What is being asked → Your answer must be every line of the data that contains "PartialEq".

Stored data →
....................

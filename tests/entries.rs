//! Entry scenarios: order outcomes, fee reconciliation and entry guards.

mod common;

use chrono::Utc;
use rust_decimal_macros::dec;

use common::{approx, order_book, test_config, Harness, Scripted, PAIR};
use spotbot::models::{Fill, Market, OrderFee, OrderStatus};
use spotbot::notify::Notification;
use spotbot::strategy::StrategyOracle;
use spotbot::BotError;

fn fill(order_id: &str, amount: rust_decimal::Decimal, fee: rust_decimal::Decimal) -> Fill {
    Fill {
        order_id: order_id.to_string(),
        pair: PAIR.to_string(),
        amount,
        price: dec!(100),
        fee: Some(OrderFee {
            currency: "ETH".to_string(),
            cost: fee,
        }),
        timestamp: Utc::now(),
    }
}

#[tokio::test]
async fn test_rejected_entry_creates_no_trade() {
    let h = Harness::new(test_config());
    h.exchange.script_order(OrderStatus::Rejected, None);

    let opened = h.lifecycle.execute_buy(PAIR, dec!(100), None).await.unwrap();

    assert!(!opened);
    assert!(h.trades().is_empty());
}

#[tokio::test]
async fn test_filled_entry_opens_actionable_trade() {
    let mut h = Harness::new(test_config());
    h.exchange.script_order(OrderStatus::Closed, None);

    assert!(h.lifecycle.execute_buy(PAIR, dec!(100), None).await.unwrap());

    let trade = h.only_trade();
    assert!(trade.is_open);
    assert!(trade.is_actionable());
    assert_eq!(trade.open_order_id, None);
    assert_eq!(trade.amount, dec!(1));
    assert_eq!(trade.open_rate, dec!(100));
    assert_eq!(trade.stake_amount, dec!(100));
    assert_eq!(trade.open_rate_requested, Some(dec!(100)));

    let notifications = h.drain_notifications();
    assert!(matches!(notifications.as_slice(), [Notification::Entry(e)] if e.pair == PAIR));
}

#[tokio::test]
async fn test_open_entry_stays_pending() {
    let h = Harness::new(test_config());

    assert!(h.lifecycle.execute_buy(PAIR, dec!(100), None).await.unwrap());

    let trade = h.only_trade();
    assert_eq!(trade.open_order_id, Some(h.exchange.last_order_id()));
    assert!(!trade.is_actionable());
}

#[tokio::test]
async fn test_partially_filled_expired_entry_keeps_filled_part() {
    let h = Harness::new(test_config());
    h.exchange.script_order(OrderStatus::Expired, Some(dec!(0.4)));

    assert!(h.lifecycle.execute_buy(PAIR, dec!(100), None).await.unwrap());

    let trade = h.only_trade();
    assert_eq!(trade.amount, dec!(0.4));
    assert_eq!(trade.stake_amount, dec!(40));
    assert_eq!(trade.open_order_id, None);
}

#[tokio::test]
async fn test_fee_in_base_currency_is_deducted() {
    let h = Harness::new(test_config());
    h.exchange.set_fee(dec!(0.001));
    h.exchange.script(Scripted::Order {
        status: OrderStatus::Closed,
        filled: None,
        fee: Some(OrderFee {
            currency: "ETH".to_string(),
            cost: dec!(0.001),
        }),
    });

    assert!(h.lifecycle.execute_buy(PAIR, dec!(100), None).await.unwrap());

    let trade = h.only_trade();
    assert_eq!(trade.amount, dec!(0.999));
    assert!(trade.fee_open.is_zero());
    assert!(approx(trade.amount * trade.open_rate, trade.stake_amount));
}

#[tokio::test]
async fn test_fee_from_fills_is_deducted() {
    let h = Harness::new(test_config());
    h.exchange.set_fee(dec!(0.001));
    // Ids are handed out sequentially, the buy is the first order.
    h.exchange.set_fills(
        "mock-1",
        vec![
            fill("mock-1", dec!(0.6), dec!(0.0006)),
            fill("mock-1", dec!(0.4), dec!(0.0004)),
        ],
    );
    h.exchange.script_order(OrderStatus::Closed, None);

    assert!(h.lifecycle.execute_buy(PAIR, dec!(100), None).await.unwrap());

    let trade = h.only_trade();
    assert_eq!(trade.amount, dec!(0.999));
    assert!(approx(trade.amount * trade.open_rate, dec!(100)));
}

#[tokio::test]
async fn test_mismatched_fills_are_a_reconciliation_error() {
    let h = Harness::new(test_config());
    h.exchange.set_fee(dec!(0.001));
    h.exchange
        .set_fills("mock-1", vec![fill("mock-1", dec!(0.5), dec!(0.0005))]);
    h.exchange.script_order(OrderStatus::Closed, None);

    // The entry itself survives, the amount is just left uncorrected.
    assert!(h.lifecycle.execute_buy(PAIR, dec!(100), None).await.unwrap());
    let trade = h.only_trade();
    assert_eq!(trade.amount, dec!(1));

    let order = h.exchange.order("mock-1").unwrap();
    let err = h.lifecycle.get_real_amount(&trade, &order, None).await.unwrap_err();
    assert!(matches!(err, BotError::Reconciliation(_)));
}

#[tokio::test]
async fn test_pending_buy_is_reconciled_once_filled() {
    let h = Harness::new(test_config());
    assert!(h.lifecycle.execute_buy(PAIR, dec!(100), None).await.unwrap());
    let order_id = h.exchange.last_order_id();

    let mut trade = h.only_trade();
    h.lifecycle.update_trade_state(&mut trade, None).await.unwrap();
    assert_eq!(trade.open_order_id, Some(order_id.clone()));

    h.exchange.fill_order(&order_id);
    h.lifecycle.update_trade_state(&mut trade, None).await.unwrap();
    assert_eq!(trade.open_order_id, None);
    assert_eq!(trade.amount, dec!(1));
    assert!(trade.is_actionable());
}

#[tokio::test]
async fn test_stake_below_market_minimum_locks_pair() {
    let h = Harness::new(test_config());
    h.exchange
        .add_market(Market::new(PAIR).with_limits(Some(dec!(200)), None));

    let opened = h.lifecycle.execute_buy(PAIR, dec!(100), None).await.unwrap();

    assert!(!opened);
    assert!(h.exchange.placed().is_empty());
    assert!(h.strategy.is_pair_locked(PAIR));
}

#[tokio::test]
async fn test_create_trade_needs_buy_signal() {
    let h = Harness::new(test_config());

    assert!(!h.lifecycle.create_trade(PAIR).await.unwrap());

    h.strategy.set_signal(true, true);
    assert!(!h.lifecycle.create_trade(PAIR).await.unwrap());

    h.strategy.set_signal(true, false);
    assert!(h.lifecycle.create_trade(PAIR).await.unwrap());
    assert_eq!(h.trades().len(), 1);
}

#[tokio::test]
async fn test_create_trade_respects_max_open_trades() {
    let mut config = test_config();
    config.max_open_trades = 1;
    let h = Harness::new(config);
    h.open_filled_trade().await;
    h.strategy.set_signal(true, false);

    assert!(!h.lifecycle.create_trade("BTC/USDT").await.unwrap());
    assert_eq!(h.exchange.placed().len(), 1);
    assert_eq!(h.lifecycle.free_slots().await.unwrap(), 0);
}

#[tokio::test]
async fn test_enter_positions_skips_pairs_with_open_trades() {
    let h = Harness::new(test_config());
    h.open_filled_trade().await;
    h.strategy.set_signal(true, false);

    let whitelist = vec![PAIR.to_string(), "BTC/USDT".to_string()];
    let created = h.lifecycle.enter_positions(&whitelist).await.unwrap();

    assert_eq!(created, 1);
    let pairs: Vec<String> = h.trades().into_iter().map(|t| t.pair).collect();
    assert_eq!(pairs, vec![PAIR.to_string(), "BTC/USDT".to_string()]);
}

#[tokio::test]
async fn test_enter_positions_survives_exchange_errors() {
    let h = Harness::new(test_config());
    h.strategy.set_signal(true, false);
    h.exchange.script(Scripted::Temporary);

    let created = h
        .lifecycle
        .enter_positions(&[PAIR.to_string()])
        .await
        .unwrap();

    assert_eq!(created, 0);
    assert!(h.trades().is_empty());
}

#[tokio::test]
async fn test_force_entry_rejects_foreign_quote_and_duplicates() {
    let h = Harness::new(test_config());

    let err = h.lifecycle.force_entry("ETH/BTC", None).await.unwrap_err();
    assert!(matches!(err, BotError::Dependency(_)));

    h.exchange.script_order(OrderStatus::Closed, None);
    let trade = h.lifecycle.force_entry(PAIR, Some(dec!(95))).await.unwrap().unwrap();
    assert_eq!(trade.open_rate, dec!(95));

    let err = h.lifecycle.force_entry(PAIR, None).await.unwrap_err();
    assert!(matches!(err, BotError::Dependency(_)));
}

#[tokio::test]
async fn test_risk_model_sizes_stake_from_stoploss() {
    let mut config = test_config();
    config.edge.enabled = true;
    let h = Harness::new(config);

    // Half of 1000 USDT, 1% of it at risk over a 5% stop.
    let stake = h.lifecycle.get_trade_stake_amount(PAIR).await.unwrap();
    assert_eq!(stake, dec!(100));
}

#[tokio::test]
async fn test_depth_of_market_gates_entry() {
    let mut config = test_config();
    config.bid_strategy.check_depth_of_market.enabled = true;
    config.bid_strategy.check_depth_of_market.bids_to_ask_delta = dec!(1.5);
    let h = Harness::new(config);
    h.strategy.set_signal(true, false);

    // Bids 2, asks 2: ratio 1 is below the required 1.5.
    h.exchange.set_order_book(
        PAIR,
        order_book(
            &[(dec!(99), dec!(1)), (dec!(98), dec!(1))],
            &[(dec!(100), dec!(1)), (dec!(101), dec!(1))],
        ),
    );
    assert!(!h.lifecycle.create_trade(PAIR).await.unwrap());
    assert!(h.exchange.placed().is_empty());

    // Bids 4, asks 2.
    h.exchange.set_order_book(
        PAIR,
        order_book(
            &[(dec!(99), dec!(3)), (dec!(98), dec!(1))],
            &[(dec!(100), dec!(1)), (dec!(101), dec!(1))],
        ),
    );
    assert!(h.lifecycle.create_trade(PAIR).await.unwrap());
    assert_eq!(h.trades().len(), 1);
}

#[tokio::test]
async fn test_depth_of_market_skips_one_sided_book() {
    let mut config = test_config();
    config.bid_strategy.check_depth_of_market.enabled = true;
    config.bid_strategy.check_depth_of_market.bids_to_ask_delta = dec!(1);
    let h = Harness::new(config);
    h.strategy.set_signal(true, false);
    h.exchange.set_order_book(PAIR, order_book(&[(dec!(99), dec!(5))], &[]));

    assert!(!h.lifecycle.create_trade(PAIR).await.unwrap());
    assert!(h.trades().is_empty());
}
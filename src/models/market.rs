//! Market metadata and market-data snapshots for spot pairs.

use chrono::{DateTime, Utc};
use rust_decimal::Decimal;
use serde::{Deserialize, Serialize};

/// Order size limits declared by the exchange.
#[derive(Debug, Clone, Default, Serialize, Deserialize)]
pub struct MarketLimits {
    /// Minimum order cost in quote currency
    #[serde(default)]
    pub cost_min: Option<Decimal>,

    /// Minimum order amount in base currency
    #[serde(default)]
    pub amount_min: Option<Decimal>,
}

/// Tradable spot market.
#[derive(Debug, Clone, Serialize, Deserialize)]
pub struct Market {
    /// Symbol, e.g. "ETH/BTC"
    pub symbol: String,

    /// Base currency (what a buy acquires)
    pub base: String,

    /// Quote currency (what the stake is paid in)
    pub quote: String,

    #[serde(default)]
    pub limits: MarketLimits,

    /// Number of decimals prices are quoted with
    #[serde(default = "default_price_precision")]
    pub price_precision: u32,

    #[serde(default = "default_true")]
    pub active: bool,
}

/// Most decimals a `Decimal` can carry.
pub const MAX_PRICE_PRECISION: u32 = 28;

fn default_price_precision() -> u32 {
    8
}

fn default_true() -> bool {
    true
}

impl Market {
    /// Create a market from a "BASE/QUOTE" symbol.
    pub fn new(symbol: &str) -> Self {
        let (base, quote) = split_pair(symbol);
        Self {
            symbol: symbol.to_string(),
            base,
            quote,
            limits: MarketLimits::default(),
            price_precision: default_price_precision(),
            active: true,
        }
    }

    pub fn with_limits(mut self, cost_min: Option<Decimal>, amount_min: Option<Decimal>) -> Self {
        self.limits = MarketLimits { cost_min, amount_min };
        self
    }

    pub fn with_precision(mut self, price_precision: u32) -> Self {
        self.price_precision = price_precision.min(MAX_PRICE_PRECISION);
        self
    }

    /// Price decimals, capped at what `Decimal` can represent.
    pub fn price_decimals(&self) -> u32 {
        self.price_precision.min(MAX_PRICE_PRECISION)
    }

    /// Smallest price increment.
    pub fn tick_size(&self) -> Decimal {
        Decimal::new(1, self.price_decimals())
    }
}

/// Split "BASE/QUOTE" into its currencies.
pub fn split_pair(pair: &str) -> (String, String) {
    match pair.split_once('/') {
        Some((base, quote)) => (base.to_string(), quote.to_string()),
        None => (pair.to_string(), String::new()),
    }
}

/// Best prices for a pair.
#[derive(Debug, Clone, Serialize, Deserialize)]
pub struct Ticker {
    pub pair: String,
    pub bid: Decimal,
    pub ask: Decimal,
    pub last: Decimal,
    #[serde(default = "Utc::now")]
    pub timestamp: DateTime<Utc>,
}

/// One price level of an order book.
#[derive(Debug, Clone, Copy, PartialEq, Serialize, Deserialize)]
pub struct BookLevel {
    pub price: Decimal,
    pub amount: Decimal,
}

/// Order book snapshot, best levels first.
#[derive(Debug, Clone, Default, Serialize, Deserialize)]
pub struct OrderBook {
    pub bids: Vec<BookLevel>,
    pub asks: Vec<BookLevel>,
}

impl OrderBook {
    /// Bid price at a 1-based level.
    pub fn bid_at(&self, level: usize) -> Option<Decimal> {
        level.checked_sub(1).and_then(|i| self.bids.get(i)).map(|l| l.price)
    }

    /// Ask price at a 1-based level.
    pub fn ask_at(&self, level: usize) -> Option<Decimal> {
        level.checked_sub(1).and_then(|i| self.asks.get(i)).map(|l| l.price)
    }

    /// Total bid size divided by total ask size.
    pub fn bid_ask_ratio(&self) -> Option<Decimal> {
        let bids: Decimal = self.bids.iter().map(|l| l.amount).sum();
        let asks: Decimal = self.asks.iter().map(|l| l.amount).sum();
        if asks.is_zero() {
            return None;
        }
        Some(bids / asks)
    }
}

/// Wallet balance for one currency.
#[derive(Debug, Clone, Default, PartialEq, Serialize, Deserialize)]
pub struct Balance {
    pub currency: String,
    pub free: Decimal,
    pub used: Decimal,
    pub total: Decimal,
}

/// OHLCV candle.
#[derive(Debug, Clone, Serialize, Deserialize)]
pub struct Candle {
    pub timestamp: DateTime<Utc>,
    pub open: Decimal,
    pub high: Decimal,
    pub low: Decimal,
    pub close: Decimal,
    pub volume: Decimal,
}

....................

Exercise answer →
#[derive(Debug, Clone, Copy, PartialEq, Serialize, Deserialize)]
#[derive(Debug, Clone, Default, PartialEq, Serialize, Deserialize)]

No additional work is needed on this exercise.